Although most mortgage banks promote themselves as direct lenders they usually rely on a third parties such as banks or investors for the funding to provide mortgages. Mortgage banks usually also have less financial resources than larger banks or credit unions. Having relatively limited financial resources typically does not restrict mortgage banks but there may be other lenders that are more competitive due to their greater financial capacity or because they have multiples ways of generating revenue from borrowers. For example, some lenders with more resources can apply more lenient borrower qualification standards because they can keep mortgages on their books, which are also called portfolio loans. Mortgage banks' relatively limited financial resources restricts their ability to offer portfolio loans. Additionally, lenders with more financial resources may also be more more active in turbulent markets when interest rates can change significantly.
Although most mortgage banks advertise themselves as direct lenders they usually do not keep your mortgage on their books and instead sell your loan to a third party. While selling your loan gives mortgage banks more capital to offer more mortgages it means that they have less discretion over the mortgage qualification process as compared to other direct lenders such as big banks and credit unions that may keep your mortgage on their books (portfolio loans). Mortgage banks need to make sure that the loans they generate meet the standards specified by the third parties that purchase the loans. This gives mortgage banks less flexibility in applying mortgage qualification guidelines such as credit score, debt-to-income ratio and employment history requirements. This also means that most mortgage banks tend to focus on higher quality borrowers.

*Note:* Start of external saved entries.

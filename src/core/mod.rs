//! core
//!
//! Domain types and the repository primitive everything else builds on.
//!
//! # Modules
//!
//! - [`types`] - Validated newtypes (`Oid`, `BranchName`, `RefName`)
//! - [`object`] - Immutable commit/tree/blob records and content addressing
//! - [`store`] - In-memory object store and reference table
//! - [`worktree`] - Virtual working tree and index snapshot
//! - [`history`] - Commit-graph traversal (ancestry, merge base, log)

pub mod history;
pub mod object;
pub mod store;
pub mod types;
pub mod worktree;

use object::{Commit, Object};
use store::{ObjectStore, StoreError};
use types::{BranchName, Oid, RefName, Signature};
use worktree::{flatten_tree, Index, PathMap, Worktree};

/// One named workspace: objects, refs, index, and working tree.
///
/// A freshly created repository is on an unborn `main` branch: `HEAD` is
/// symbolic to `refs/heads/main`, which does not exist until the first
/// commit.
#[derive(Debug, Default)]
pub struct Repository {
    pub store: ObjectStore,
    pub worktree: Worktree,
    pub index: Index,
}

impl Repository {
    /// Create an empty repository on an unborn `main` branch.
    pub fn new() -> Self {
        let mut repo = Self {
            store: ObjectStore::new(),
            worktree: Worktree::new(),
            index: Index::new(),
        };
        let main = BranchName::new("main").expect("static branch name is valid");
        repo.store
            .set_symbolic_ref(RefName::head(), RefName::for_branch(&main));
        repo
    }

    /// The commit `HEAD` resolves to, or `None` on an unborn branch.
    pub fn head_oid(&self) -> Option<Oid> {
        self.store.resolve_ref(&RefName::head()).ok()
    }

    /// Flatten a commit's tree into a path map.
    pub fn commit_paths(&self, commit: &Oid) -> Result<PathMap, StoreError> {
        let tree = self.store.get_commit(commit)?.tree.clone();
        flatten_tree(&self.store, &tree)
    }

    /// Snapshot the index into a tree and store a commit on top of `parents`.
    ///
    /// This is the single commit-creation path; merge, replay, stash and the
    /// plain commit verb all end here.
    pub fn create_commit(
        &mut self,
        message: impl Into<String>,
        author: Signature,
        parents: Vec<Oid>,
    ) -> Oid {
        let tree = self.index.write_tree(&mut self.store);
        self.store.put(Object::Commit(Commit {
            parents,
            tree,
            author: author.clone(),
            committer: author,
            message: message.into(),
        }))
    }

    /// Move the current branch (or detached `HEAD`) to `oid`.
    ///
    /// On a branch, the branch ref moves and `HEAD` stays symbolic; when
    /// detached, `HEAD` itself moves.
    pub fn advance_head(&mut self, oid: Oid) {
        match self.store.head_branch_ref() {
            Some(branch_ref) => self.store.set_ref(branch_ref, oid),
            None => self.store.set_ref(RefName::head(), oid),
        }
    }

    /// Materialize a commit's tree into both the working tree and index.
    ///
    /// Does not move `HEAD`; callers decide how the ref should change.
    pub fn checkout_paths_of(&mut self, commit: &Oid) -> Result<(), StoreError> {
        let paths = self.commit_paths(commit)?;
        self.worktree.replace_all(paths.clone());
        self.index.replace_all(paths);
        Ok(())
    }

    /// True when neither the index nor the working tree differs from HEAD.
    ///
    /// On an unborn branch this means both are empty.
    pub fn is_clean(&self) -> Result<bool, StoreError> {
        let head_paths = match self.head_oid() {
            Some(oid) => self.commit_paths(&oid)?,
            None => PathMap::new(),
        };
        Ok(head_paths == self.index.snapshot() && head_paths == self.worktree.snapshot())
    }
}

#[cfg(test)]
mod tests {
    use super::*;
    use worktree::FileState;

    fn sig() -> Signature {
        Signature::now("Test", "test@example.com")
    }

    #[test]
    fn new_repository_is_on_unborn_main() {
        let repo = Repository::new();
        assert!(repo.head_oid().is_none());
        assert_eq!(
            repo.store.head_branch_ref().unwrap().as_str(),
            "refs/heads/main"
        );
        assert!(repo.is_clean().unwrap());
    }

    #[test]
    fn first_commit_births_the_branch() {
        let mut repo = Repository::new();
        repo.worktree.write("a.txt", FileState::regular("1"));
        repo.index.stage("a.txt", FileState::regular("1"));
        let oid = repo.create_commit("initial", sig(), vec![]);
        repo.advance_head(oid.clone());
        assert_eq!(repo.head_oid(), Some(oid.clone()));
        assert!(repo.is_clean().unwrap());
        assert_eq!(
            repo.commit_paths(&oid).unwrap().get("a.txt").unwrap().content,
            b"1"
        );
    }

    #[test]
    fn advance_head_moves_detached_head_directly() {
        let mut repo = Repository::new();
        repo.index.stage("a.txt", FileState::regular("1"));
        repo.worktree.write("a.txt", FileState::regular("1"));
        let first = repo.create_commit("initial", sig(), vec![]);
        repo.advance_head(first.clone());

        // Detach, then advance; the branch must not move.
        repo.store.set_ref(RefName::head(), first.clone());
        repo.index.stage("b.txt", FileState::regular("2"));
        repo.worktree.write("b.txt", FileState::regular("2"));
        let second = repo.create_commit("detached", sig(), vec![first.clone()]);
        repo.advance_head(second.clone());

        assert_eq!(repo.head_oid(), Some(second));
        let main = RefName::new("refs/heads/main").unwrap();
        assert_eq!(repo.store.resolve_ref(&main).unwrap(), first);
    }

    #[test]
    fn checkout_paths_materializes_worktree_and_index() {
        let mut repo = Repository::new();
        repo.index.stage("x.txt", FileState::regular("x"));
        repo.worktree.write("x.txt", FileState::regular("x"));
        let oid = repo.create_commit("one", sig(), vec![]);
        repo.advance_head(oid.clone());

        repo.worktree.write("dirty.txt", FileState::regular("junk"));
        repo.checkout_paths_of(&oid).unwrap();
        assert!(repo.worktree.read("dirty.txt").is_none());
        assert!(repo.is_clean().unwrap());
    }
}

Unlike big banks and credit unions, mortgage banks do not offer multiple financial products in addition to mortgages. While not being subject to cross-selling is usually a good thing, in this case it means that mortgage banks cannot offer discounted interest rates or closing costs if you use multiple banking products. For example, some big banks discount your interest rate if you deposit significant funds into a brokerage account at the bank. This is not a possibility with mortgage banks which means you may end up paying a higher interest rate or fees. You should select the mortgage that is right for you independent of other products offered by a lender but the lack of cross-product discounts could place mortgage banks at a disadvantage with some borrowers.